Fig. IIB2.a. Atrophic actinic keratosis, low power. There is hyperkeratosis with patchy parakeratosis. The underlying epidermis is thin.






Fig. IIB2.b. Atrophic actinic keratosis, medium power. There is slight atypia of basal keratinocytes, with patchy to bandlike lymphocytes usually with plasma cells in the papillary dermis (not seen in this example), and actinic elastosis.

Conditions to consider in the differential diagnosis:



  • melanoma in situ (lentigo maligna type)


  • actinic lentigo (atrophic lesions)


  • recurrent nevus


IIB2 Without Melanocytic Proliferation

The epidermis is thinned without proliferation of keratinocytes or melanocytes. Each melanocyte is separated from the next by several keratinocytes. Atrophic actinic keratosis and porokeratosis (29) are prototypic examples.


Atrophic Actinic Keratosis

(See also IIA1). Atrophic actinic keratoses lack the epidermal proliferation seen in most lesions, especially in the hypertrophic type.


Porokeratosis


Clinical Summary

Porokeratosis (30) is characterized by a distinct peripheral keratotic ridge that corresponds histologically to the cornoid lamella. Although five different forms can be distinguished, disseminated superficial actinic
porokeratosis
is by far the most common type. The lesions often are most pronounced in sun-exposed areas and may be exacerbated by exposure to the sun. They present as small patches surrounded only by a narrow, slightly raised, hyperkeratotic ridge without a distinct furrow.


Histopathology

The peripheral, raised, hyperkeratotic ridge shows a keratin-filled invagination of the epidermis. In the prototypic plaque type of porokeratosis, the invagination extends deeply downward at an angle, the apex of which points away from the central portion of the lesion.
In the center of this keratin-filled invagination rises a parakeratotic column, the so-called cornoid lamella, representing the most characteristic feature of porokeratosis of Mibelli. In the epidermis beneath the parakeratotic column, the keratinocytes are irregularly arranged, and some cells possess an eosinophilic cytoplasm as a result of premature keratinization. Usually no granular layer is found at the site at which the parakeratotic column arises, but elsewhere the keratin-filled invagination of the epidermis has a well-developed granular layer. The histologic changes in disseminated superficial actinic porokeratosis are similar but less pronounced, the central invagination being rather shallow.

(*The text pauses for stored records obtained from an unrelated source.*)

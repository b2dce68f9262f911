//! Drift detection driven by schema annotations.
//!
//! States are flattened into `path -> string` pairs the way Terraform's
//! flatmap does it, so suppression predicates see familiar paths:
//!
//! | Shape | Paths |
//! |---|---|
//! | scalar `a` | `a` |
//! | list or set attribute | `a.#`, `a.0`, `a.1`, … |
//! | map attribute | `a.%`, `a.<key>` (keys are used verbatim and may contain dots) |
//! | single block | `a.#` = `1`, `a.0.<field>` |
//! | list or set block | `a.#`, `a.<n>.<field>` |
//! | map block | `a.%`, `a.<key>.<field>` |
//!
//! A missing count reads as `"0"`, any other missing value as `""`.

use std::collections::{BTreeMap, BTreeSet};

use serde_json::Value;
use tracing::trace;

use crate::error::ProviderError;
use crate::schema::{AttributeType, Block, BlockNestingMode, DiffSuppress, Schema};
use crate::types::{AttributeChange, PlanResult};
use crate::validation;

/// Shown in place of sensitive values in plan output.
pub const SENSITIVE_PLACEHOLDER: &str = "(sensitive value)";

/// Annotations inherited by every flattened path beneath a schema element.
#[derive(Debug, Clone)]
struct Lineage<'s> {
    field: &'s str,
    force_new: bool,
    read_only: bool,
    sensitive: bool,
    suppressors: Vec<&'s DiffSuppress>,
}

impl<'s> Lineage<'s> {
    fn descend(
        parent: Option<&Lineage<'s>>,
        name: &'s str,
        force_new: bool,
        read_only: bool,
        sensitive: bool,
        suppress: &'s DiffSuppress,
    ) -> Self {
        let mut lineage = parent.cloned().unwrap_or(Lineage {
            field: name,
            force_new: false,
            read_only: false,
            sensitive: false,
            suppressors: Vec::new(),
        });
        lineage.force_new |= force_new;
        lineage.read_only |= read_only;
        lineage.sensitive |= sensitive;
        if *suppress != DiffSuppress::Never {
            lineage.suppressors.push(suppress);
        }
        lineage
    }
}

#[derive(Debug)]
struct FlatValue<'s> {
    value: String,
    lineage: Lineage<'s>,
}

/// A state flattened into `path -> value` pairs.
#[derive(Debug, Default)]
pub struct FlatState<'s> {
    entries: BTreeMap<String, FlatValue<'s>>,
}

impl FlatState<'_> {
    /// The flattened value at `path`, if present.
    pub fn get(&self, path: &str) -> Option<&str> {
        self.entries.get(path).map(|e| e.value.as_str())
    }

    /// All flattened paths in order.
    pub fn paths(&self) -> impl Iterator<Item = &str> {
        self.entries.keys().map(String::as_str)
    }

    /// Number of flattened paths.
    pub fn len(&self) -> usize {
        self.entries.len()
    }

    /// Whether nothing was flattened.
    pub fn is_empty(&self) -> bool {
        self.entries.is_empty()
    }

    fn value_or_zero(&self, path: &str) -> &str {
        match self.get(path) {
            Some(value) => value,
            None if is_count(path) => "0",
            None => "",
        }
    }
}

impl<'s> FlatState<'s> {
    fn insert(&mut self, path: String, value: String, lineage: &Lineage<'s>) {
        let lineage = lineage.clone();
        self.entries.insert(path, FlatValue { value, lineage });
    }
}

/// Flatten a state according to `schema`.
///
/// Values the schema does not describe are ignored, as are nulls.
pub fn flatten<'s>(schema: &'s Schema, state: &Value) -> FlatState<'s> {
    let mut out = FlatState::default();
    flatten_block(&schema.block, state, "", None, &mut out);
    out
}

fn flatten_block<'s>(
    block: &'s Block,
    value: &Value,
    prefix: &str,
    parent: Option<&Lineage<'s>>,
    out: &mut FlatState<'s>,
) {
    let Some(obj) = value.as_object() else {
        return;
    };

    for (name, attr) in &block.attributes {
        let Some(v) = obj.get(name).filter(|v| !v.is_null()) else {
            continue;
        };
        let lineage = Lineage::descend(
            parent,
            name,
            attr.force_new,
            attr.is_read_only(),
            attr.flags.sensitive,
            &attr.diff_suppress,
        );
        flatten_value(&attr.attr_type, v, &join_path(prefix, name), &lineage, out);
    }

    for (name, nested) in &block.blocks {
        let Some(v) = obj.get(name).filter(|v| !v.is_null()) else {
            continue;
        };
        let lineage = Lineage::descend(
            parent,
            name,
            false,
            nested.computed,
            false,
            &nested.diff_suppress,
        );
        let path = join_path(prefix, name);
        match (nested.nesting_mode, v) {
            (BlockNestingMode::Single, Value::Object(_)) => {
                out.insert(format!("{}.#", path), "1".to_string(), &lineage);
                flatten_block(&nested.block, v, &format!("{}.0", path), Some(&lineage), out);
            },
            (BlockNestingMode::List, Value::Array(items)) => {
                out.insert(format!("{}.#", path), items.len().to_string(), &lineage);
                for (i, item) in items.iter().enumerate() {
                    let item_path = format!("{}.{}", path, i);
                    flatten_block(&nested.block, item, &item_path, Some(&lineage), out);
                }
            },
            // Shape mismatches are reported by validation, not here.
            _ => {},
        }
    }
}

fn flatten_value<'s>(
    attr_type: &AttributeType,
    value: &Value,
    path: &str,
    lineage: &Lineage<'s>,
    out: &mut FlatState<'s>,
) {
    match (attr_type, value) {
        (_, Value::Null) => {},
        (AttributeType::List(element), Value::Array(items)) => {
            out.insert(format!("{}.#", path), items.len().to_string(), lineage);
            for (i, item) in items.iter().enumerate() {
                flatten_value(element, item, &format!("{}.{}", path, i), lineage, out);
            }
        },
        (AttributeType::Map(element), Value::Object(items)) => {
            out.insert(format!("{}.%", path), items.len().to_string(), lineage);
            for (key, item) in items {
                flatten_value(element, item, &format!("{}.{}", path, key), lineage, out);
            }
        },
        _ => out.insert(path.to_string(), scalar_string(value), lineage),
    }
}

/// The outcome of comparing a recorded state with a desired one.
#[derive(Debug, Clone, Default, PartialEq)]
pub struct Diff {
    /// Every unsuppressed change, ordered by path.
    pub changes: Vec<AttributeChange>,
    /// Top-level fields with at least one unsuppressed change.
    pub changed_fields: BTreeSet<String>,
    /// Whether a force-new path changed.
    pub requires_replace: bool,
}

impl Diff {
    /// Whether `field` has an unsuppressed change.
    pub fn has_change(&self, field: &str) -> bool {
        self.changed_fields.contains(field)
    }

    /// Whether any field other than `field` has an unsuppressed change.
    pub fn has_change_except(&self, field: &str) -> bool {
        self.changed_fields.iter().any(|f| f != field)
    }
}

/// Compare `prior` with `desired`, applying the schema's suppressions.
///
/// Read-only paths never produce changes.
pub fn diff(schema: &Schema, prior: &Value, desired: &Value) -> Diff {
    let old = flatten(schema, prior);
    let new = flatten(schema, desired);
    let paths: BTreeSet<&str> = old.paths().chain(new.paths()).collect();

    let mut result = Diff::default();
    for path in paths {
        let Some(entry) = new.entries.get(path).or_else(|| old.entries.get(path)) else {
            continue;
        };
        let lineage = &entry.lineage;
        if lineage.read_only {
            continue;
        }

        let before = old.value_or_zero(path);
        let after = new.value_or_zero(path);
        if before == after {
            continue;
        }

        if lineage
            .suppressors
            .iter()
            .any(|s| s.suppresses(path, before, after))
        {
            if lineage.sensitive {
                trace!(path, "Difference suppressed");
            } else {
                trace!(path, old = before, new = after, "Difference suppressed");
            }
            continue;
        }

        result
            .changes
            .push(attribute_change(path, before, after, lineage.sensitive));
        result.requires_replace |= lineage.force_new;
        result.changed_fields.insert(lineage.field.to_string());
    }
    result
}

/// Plan the transition from `prior` (absent on create) to `proposed`.
///
/// The proposed state is validated first; an invalid configuration yields
/// [`ProviderError::Validation`]. A `Null` proposal plans a destroy. For an
/// in-place update the planned state is the prior state with every changed
/// top-level field taken from the proposal, so suppressed and read-only
/// values keep what the server reported.
pub fn plan(
    schema: &Schema,
    prior: Option<&Value>,
    proposed: &Value,
) -> Result<PlanResult, ProviderError> {
    let prior = prior.filter(|p| !p.is_null());

    if proposed.is_null() {
        let changes = prior
            .map(|p| {
                let flat = flatten(schema, p);
                flat.entries
                    .iter()
                    .filter(|(_, e)| !e.lineage.read_only)
                    .map(|(path, e)| {
                        AttributeChange::removed(path, display_value(&e.value, e.lineage.sensitive))
                    })
                    .collect()
            })
            .unwrap_or_default();
        return Ok(PlanResult::with_changes(Value::Null, changes, false));
    }

    validation::validate_or_error(schema, proposed)?;

    let Some(prior) = prior else {
        let flat = flatten(schema, proposed);
        let changes = flat
            .entries
            .iter()
            .filter(|(_, e)| !e.lineage.read_only)
            .map(|(path, e)| {
                AttributeChange::added(path, display_value(&e.value, e.lineage.sensitive))
            })
            .collect();
        return Ok(PlanResult::with_changes(proposed.clone(), changes, false));
    };

    let diff = diff(schema, prior, proposed);
    if diff.requires_replace {
        return Ok(PlanResult::with_changes(proposed.clone(), diff.changes, true));
    }
    if diff.changes.is_empty() {
        return Ok(PlanResult::no_change(prior.clone()));
    }

    let mut planned = prior.clone();
    if let Value::Object(map) = &mut planned {
        for field in &diff.changed_fields {
            match proposed.get(field).filter(|v| !v.is_null()) {
                Some(value) => {
                    map.insert(field.clone(), value.clone());
                },
                None => {
                    map.remove(field);
                },
            }
        }
    }
    Ok(PlanResult::with_changes(planned, diff.changes, false))
}

fn attribute_change(path: &str, before: &str, after: &str, sensitive: bool) -> AttributeChange {
    let side = |v: &str| (!v.is_empty()).then(|| display_value(v, sensitive));
    AttributeChange::new(path, side(before), side(after))
}

fn display_value(value: &str, sensitive: bool) -> Value {
    if sensitive {
        Value::String(SENSITIVE_PLACEHOLDER.to_string())
    } else {
        Value::String(value.to_string())
    }
}

fn scalar_string(value: &Value) -> String {
    match value {
        Value::String(s) => s.clone(),
        Value::Bool(b) => b.to_string(),
        Value::Number(n) => n.to_string(),
        other => other.to_string(),
    }
}

fn is_count(path: &str) -> bool {
    path.ends_with(".#") || path.ends_with(".%")
}

fn join_path(base: &str, name: &str) -> String {
    if base.is_empty() {
        name.to_string()
    } else {
        format!("{}.{}", base, name)
    }
}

Clin. Fig. IIB2.a. Disseminated superficial actinic porokeratosis. Illustrated here are two of many oval plaques and papules with slightly raised keratotic rims and atrophic centers that developed on sun exposed legs.






Fig. IIB.2.c. Porokeratosis, low power. On each end of this shave biopsy specimen, there are two cornoid lamellae which can be seen at scanning magnification as discrete foci of parakeratosis. Parakeratotic columns lean toward the center of the lesion.






Fig. IIB.2.d. Porokeratosis, medium power. The cornoid lamella is characterized by a well-defined stack of parakeratotic keratin which overlies an invagination of the epidermis. Beneath the parakeratotic column, there is focal loss of the granular cell layer and dyskeratosis.